* Records for this exercise *
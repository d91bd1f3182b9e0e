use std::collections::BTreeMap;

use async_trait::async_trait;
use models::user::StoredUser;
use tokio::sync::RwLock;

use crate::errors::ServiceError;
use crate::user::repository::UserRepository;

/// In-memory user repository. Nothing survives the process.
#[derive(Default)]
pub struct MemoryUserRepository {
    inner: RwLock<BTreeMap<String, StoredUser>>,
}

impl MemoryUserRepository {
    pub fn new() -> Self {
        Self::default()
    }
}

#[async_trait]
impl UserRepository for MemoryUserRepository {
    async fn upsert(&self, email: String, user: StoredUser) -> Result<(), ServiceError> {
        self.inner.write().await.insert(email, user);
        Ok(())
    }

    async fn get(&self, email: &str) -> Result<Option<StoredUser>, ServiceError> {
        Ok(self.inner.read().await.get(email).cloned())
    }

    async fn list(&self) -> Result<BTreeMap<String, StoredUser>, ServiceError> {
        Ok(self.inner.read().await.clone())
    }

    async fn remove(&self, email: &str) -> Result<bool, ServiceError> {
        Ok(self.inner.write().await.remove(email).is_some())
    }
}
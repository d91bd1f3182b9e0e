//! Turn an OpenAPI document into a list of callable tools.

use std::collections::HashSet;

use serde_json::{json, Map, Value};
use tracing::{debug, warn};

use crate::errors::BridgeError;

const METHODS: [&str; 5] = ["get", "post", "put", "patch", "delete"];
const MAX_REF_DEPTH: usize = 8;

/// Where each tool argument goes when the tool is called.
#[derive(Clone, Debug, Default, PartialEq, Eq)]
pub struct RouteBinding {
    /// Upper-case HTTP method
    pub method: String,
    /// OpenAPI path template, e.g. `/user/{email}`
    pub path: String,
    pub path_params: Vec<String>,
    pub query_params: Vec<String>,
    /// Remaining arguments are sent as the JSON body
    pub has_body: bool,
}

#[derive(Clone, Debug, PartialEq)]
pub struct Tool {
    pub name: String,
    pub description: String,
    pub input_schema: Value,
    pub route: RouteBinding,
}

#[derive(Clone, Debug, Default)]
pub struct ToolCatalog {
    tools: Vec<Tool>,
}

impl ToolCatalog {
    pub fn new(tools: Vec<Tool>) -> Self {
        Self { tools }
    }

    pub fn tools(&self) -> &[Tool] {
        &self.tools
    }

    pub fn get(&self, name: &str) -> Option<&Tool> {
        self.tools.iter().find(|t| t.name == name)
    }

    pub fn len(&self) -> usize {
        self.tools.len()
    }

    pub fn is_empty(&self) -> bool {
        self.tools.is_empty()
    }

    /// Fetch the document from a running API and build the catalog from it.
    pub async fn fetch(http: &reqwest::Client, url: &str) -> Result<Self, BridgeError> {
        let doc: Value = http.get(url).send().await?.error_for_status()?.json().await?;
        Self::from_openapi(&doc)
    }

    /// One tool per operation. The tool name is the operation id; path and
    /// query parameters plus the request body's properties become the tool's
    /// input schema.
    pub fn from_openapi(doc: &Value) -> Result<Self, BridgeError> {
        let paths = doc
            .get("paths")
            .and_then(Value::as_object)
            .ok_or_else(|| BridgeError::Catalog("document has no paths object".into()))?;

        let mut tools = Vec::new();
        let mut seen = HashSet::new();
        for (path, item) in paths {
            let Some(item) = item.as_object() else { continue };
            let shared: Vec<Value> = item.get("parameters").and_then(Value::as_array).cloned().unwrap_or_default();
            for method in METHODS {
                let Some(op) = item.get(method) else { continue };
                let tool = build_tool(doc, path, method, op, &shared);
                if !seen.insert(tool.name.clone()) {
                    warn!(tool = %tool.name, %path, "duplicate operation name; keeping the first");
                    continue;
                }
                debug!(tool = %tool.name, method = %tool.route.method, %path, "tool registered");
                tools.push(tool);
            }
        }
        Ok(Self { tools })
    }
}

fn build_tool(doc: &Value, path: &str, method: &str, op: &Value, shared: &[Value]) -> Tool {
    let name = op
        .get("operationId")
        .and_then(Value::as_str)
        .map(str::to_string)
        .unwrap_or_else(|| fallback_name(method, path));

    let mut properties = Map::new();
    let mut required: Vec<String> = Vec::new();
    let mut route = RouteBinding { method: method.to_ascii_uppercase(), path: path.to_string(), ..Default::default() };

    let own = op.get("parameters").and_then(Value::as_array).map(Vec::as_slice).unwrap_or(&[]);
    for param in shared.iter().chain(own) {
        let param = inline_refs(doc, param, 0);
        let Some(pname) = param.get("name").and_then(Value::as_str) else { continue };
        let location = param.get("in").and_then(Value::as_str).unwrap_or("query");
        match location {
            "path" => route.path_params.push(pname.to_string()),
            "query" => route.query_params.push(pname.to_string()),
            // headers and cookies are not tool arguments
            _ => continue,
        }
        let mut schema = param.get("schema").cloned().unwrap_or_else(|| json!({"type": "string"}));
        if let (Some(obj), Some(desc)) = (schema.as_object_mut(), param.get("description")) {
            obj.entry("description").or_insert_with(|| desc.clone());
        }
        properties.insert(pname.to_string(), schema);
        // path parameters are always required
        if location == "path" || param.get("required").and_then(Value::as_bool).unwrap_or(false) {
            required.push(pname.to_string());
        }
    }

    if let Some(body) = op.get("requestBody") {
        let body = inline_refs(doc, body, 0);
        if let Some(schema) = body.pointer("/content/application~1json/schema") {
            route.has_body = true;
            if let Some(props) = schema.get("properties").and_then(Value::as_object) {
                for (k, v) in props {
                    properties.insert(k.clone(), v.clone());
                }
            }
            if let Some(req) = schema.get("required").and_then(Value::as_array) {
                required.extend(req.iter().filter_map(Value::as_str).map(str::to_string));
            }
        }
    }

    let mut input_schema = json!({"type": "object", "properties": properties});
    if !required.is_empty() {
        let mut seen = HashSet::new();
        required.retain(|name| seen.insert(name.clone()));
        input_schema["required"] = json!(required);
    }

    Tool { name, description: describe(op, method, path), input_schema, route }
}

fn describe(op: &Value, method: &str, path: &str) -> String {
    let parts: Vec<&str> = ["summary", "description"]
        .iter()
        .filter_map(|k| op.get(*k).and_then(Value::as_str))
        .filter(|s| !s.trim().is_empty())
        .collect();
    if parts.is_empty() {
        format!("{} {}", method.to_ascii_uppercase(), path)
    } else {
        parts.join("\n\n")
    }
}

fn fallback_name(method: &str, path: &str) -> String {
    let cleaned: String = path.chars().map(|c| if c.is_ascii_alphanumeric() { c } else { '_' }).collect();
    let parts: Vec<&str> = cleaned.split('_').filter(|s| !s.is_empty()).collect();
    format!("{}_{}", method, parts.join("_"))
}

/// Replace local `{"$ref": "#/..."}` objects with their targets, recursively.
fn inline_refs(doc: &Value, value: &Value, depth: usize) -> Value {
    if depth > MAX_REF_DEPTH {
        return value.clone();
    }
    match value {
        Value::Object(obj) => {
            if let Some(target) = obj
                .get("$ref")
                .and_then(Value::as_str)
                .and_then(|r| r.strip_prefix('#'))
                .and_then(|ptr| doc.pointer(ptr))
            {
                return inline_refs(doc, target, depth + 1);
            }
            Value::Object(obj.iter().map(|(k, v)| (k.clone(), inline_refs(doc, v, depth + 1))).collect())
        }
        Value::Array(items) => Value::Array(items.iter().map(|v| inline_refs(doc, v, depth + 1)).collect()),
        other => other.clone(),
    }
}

* About this exercise *
Calculate the number of lines above that include the word "props", giving that number by itself.

* Response to this task *
2